On Oct. 27, 2015, as the Star series detailed, Van Hoof called Rose-Anne McLellan, Nathaniel’s mother, to tell her the child was in distress. Rose-Anne picked her son up and rushed him to hospital in London where doctors determined he had a fracture in the back of his skull. Nathaniel was declared brain-dead and removed from life support on Oct. 31, 2015. As part of its comprehensive coverage of the case, the Star published a video detailing the timeline of events. As the Star series detailed, the Strathroy Caradoc police and the OPP initially focused on Nathaniel’s parents as suspects.
Since Van Hoof was charged there have been several delays in moving the matter forward — all because the police and crown failed to provide disclosure to Van Hoof’s lawyers.

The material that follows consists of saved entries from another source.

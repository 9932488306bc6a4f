//! Bizdesk Processing Library
//!
//! Content validation for uploads: per-category extension, MIME type and size
//! checks that run before any byte reaches storage.

pub mod validator;

pub use validator::{CategoryValidator, ValidationError};
//! OpenAPI documentation.
//! Handler annotations use the default `/api/upload` mount; when
//! `UPLOAD_ROUTE_PREFIX` differs the served spec is rewritten to match.

use utoipa::openapi::security::{Http, HttpAuthScheme, SecurityScheme};
use utoipa::{Modify, OpenApi};

use crate::constants::DEFAULT_UPLOAD_PREFIX;
use crate::error;
use crate::handlers;
use bizdesk_core::models;

struct SecurityAddon;

impl Modify for SecurityAddon {
    fn modify(&self, openapi: &mut utoipa::openapi::OpenApi) {
        if let Some(components) = openapi.components.as_mut() {
            components.add_security_scheme(
                "bearer_auth",
                SecurityScheme::Http(Http::new(HttpAuthScheme::Bearer)),
            )
        }
    }
}

/// Rewrites path keys from the annotation prefix to the mounted one.
fn transform_openapi_paths(spec: &mut utoipa::openapi::OpenApi, route_prefix: &str) {
    if route_prefix == DEFAULT_UPLOAD_PREFIX {
        return;
    }
    let path_map = std::mem::take(&mut spec.paths.paths);
    for (key, item) in path_map {
        let new_key = key.replacen(DEFAULT_UPLOAD_PREFIX, route_prefix, 1);
        spec.paths.paths.insert(new_key, item);
    }
}

/// Returns the OpenAPI spec with upload paths under `route_prefix`.
pub fn get_openapi_spec(route_prefix: &str) -> utoipa::openapi::OpenApi {
    let mut spec = ApiDoc::openapi();
    transform_openapi_paths(&mut spec, route_prefix);
    spec
}

#[derive(OpenApi)]
#[openapi(
    info(
        title = "Bizdesk Upload API",
        version = "0.1.0",
        description = "File upload service for the Bizdesk CRM. Images, documents, videos, avatars, receipts and arbitrary files are validated per category, stored on local disk and served back under /uploads."
    ),
    paths(
        handlers::upload::upload_image,
        handlers::upload::upload_images,
        handlers::upload::upload_document,
        handlers::upload::upload_documents,
        handlers::upload::upload_video,
        handlers::upload::upload_avatar,
        handlers::upload::upload_receipt,
        handlers::upload::upload_any,
        handlers::upload::delete_file,
    ),
    components(
        schemas(
            models::UploadCategory,
            models::UploadedFileResponse,
            models::BatchUploadData,
            models::UploadResult,
            handlers::upload::UploadResponse,
            handlers::upload::DeleteResponse,
            handlers::upload::DeletedFile,
            error::ErrorResponse,
        )
    ),
    modifiers(&SecurityAddon),
    tags(
        (name = "uploads", description = "Category-specific file uploads and deletion")
    )
)]
pub struct ApiDoc;
//! Upload service
//!
//! Category-aware multipart ingestion shared by every upload handler.

mod service;
mod types;

pub use service::UploadService;
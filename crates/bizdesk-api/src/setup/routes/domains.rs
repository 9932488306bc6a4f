//! Domain route groups: authenticated upload endpoints and public file serving.

use crate::handlers;
use crate::state::AppState;
use axum::routing::{delete, post};
use axum::Router;
use bizdesk_core::{Config, UploadCategory};
use std::path::Path;
use std::sync::Arc;
use tower_http::services::ServeDir;

/// Upload endpoints, relative to the configured route prefix
pub fn upload_routes(state: Arc<AppState>) -> Router<Arc<AppState>> {
    Router::new()
        .route("/image", post(handlers::upload::upload_image))
        .route("/images", post(handlers::upload::upload_images))
        .route("/document", post(handlers::upload::upload_document))
        .route("/documents", post(handlers::upload::upload_documents))
        .route("/video", post(handlers::upload::upload_video))
        .route("/avatar", post(handlers::upload::upload_avatar))
        .route("/receipt", post(handlers::upload::upload_receipt))
        .route("/any", post(handlers::upload::upload_any))
        .route(
            "/{category}/{filename}",
            delete(handlers::upload::delete_file),
        )
        .with_state(state)
}

/// Serves stored files at their public URLs. Only category directories are
/// mounted, so in-progress staging files are never reachable.
pub fn static_file_routes(config: &Config, root: &Path) -> Router<Arc<AppState>> {
    let prefix = config.public_url_prefix();

    UploadCategory::ALL
        .iter()
        .fold(Router::new(), |router, category| {
            let directory = category.directory();
            router.nest_service(
                &format!("{}/{}", prefix, directory),
                ServeDir::new(root.join(directory)),
            )
        })
}
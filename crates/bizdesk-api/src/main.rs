use bizdesk_api::setup;
use bizdesk_core::Config;

// Use mimalloc as the global allocator for better performance and lower fragmentation,
// especially when running on musl-based systems inside containers.
#[global_allocator]
static GLOBAL: mimalloc::MiMalloc = mimalloc::MiMalloc;

#[tokio::main]
async fn main() -> Result<(), anyhow::Error> {
    let config = Config::from_env()?;

    let (_state, router) = setup::initialize_app(config.clone()).await?;

    setup::server::start_server(&config, router).await?;

    Ok(())
}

In a criminal case, the police and Crown must disclose to the defense everything they intend to rely on in their prosecution. The police collect the evidence, pass it to the Crown for review, and then it is “disclosed” to the lawyers for the accused. In this case, portions of the evidence were handed over within a few months, but the majority was not until Thursday.
As the Star’s series detailed, there were numerous medical reports provided to police in the initial stages of the investigation. These dealt with the extent of the injuries to Nathaniel, with doctors providing expert commentary on when the injuries likely happened. There was also a report done by Toronto’s Hospital for Sick Children much later in the investigation, at the request of a new investigator at the OPP who took over the case. These reports, along with video and audio statements police took during the protracted probe (including statements by Nathaniel’s parents, their children de él, Van Hoof and others) are among the information collected by police, which must then be passed on to defense counsel.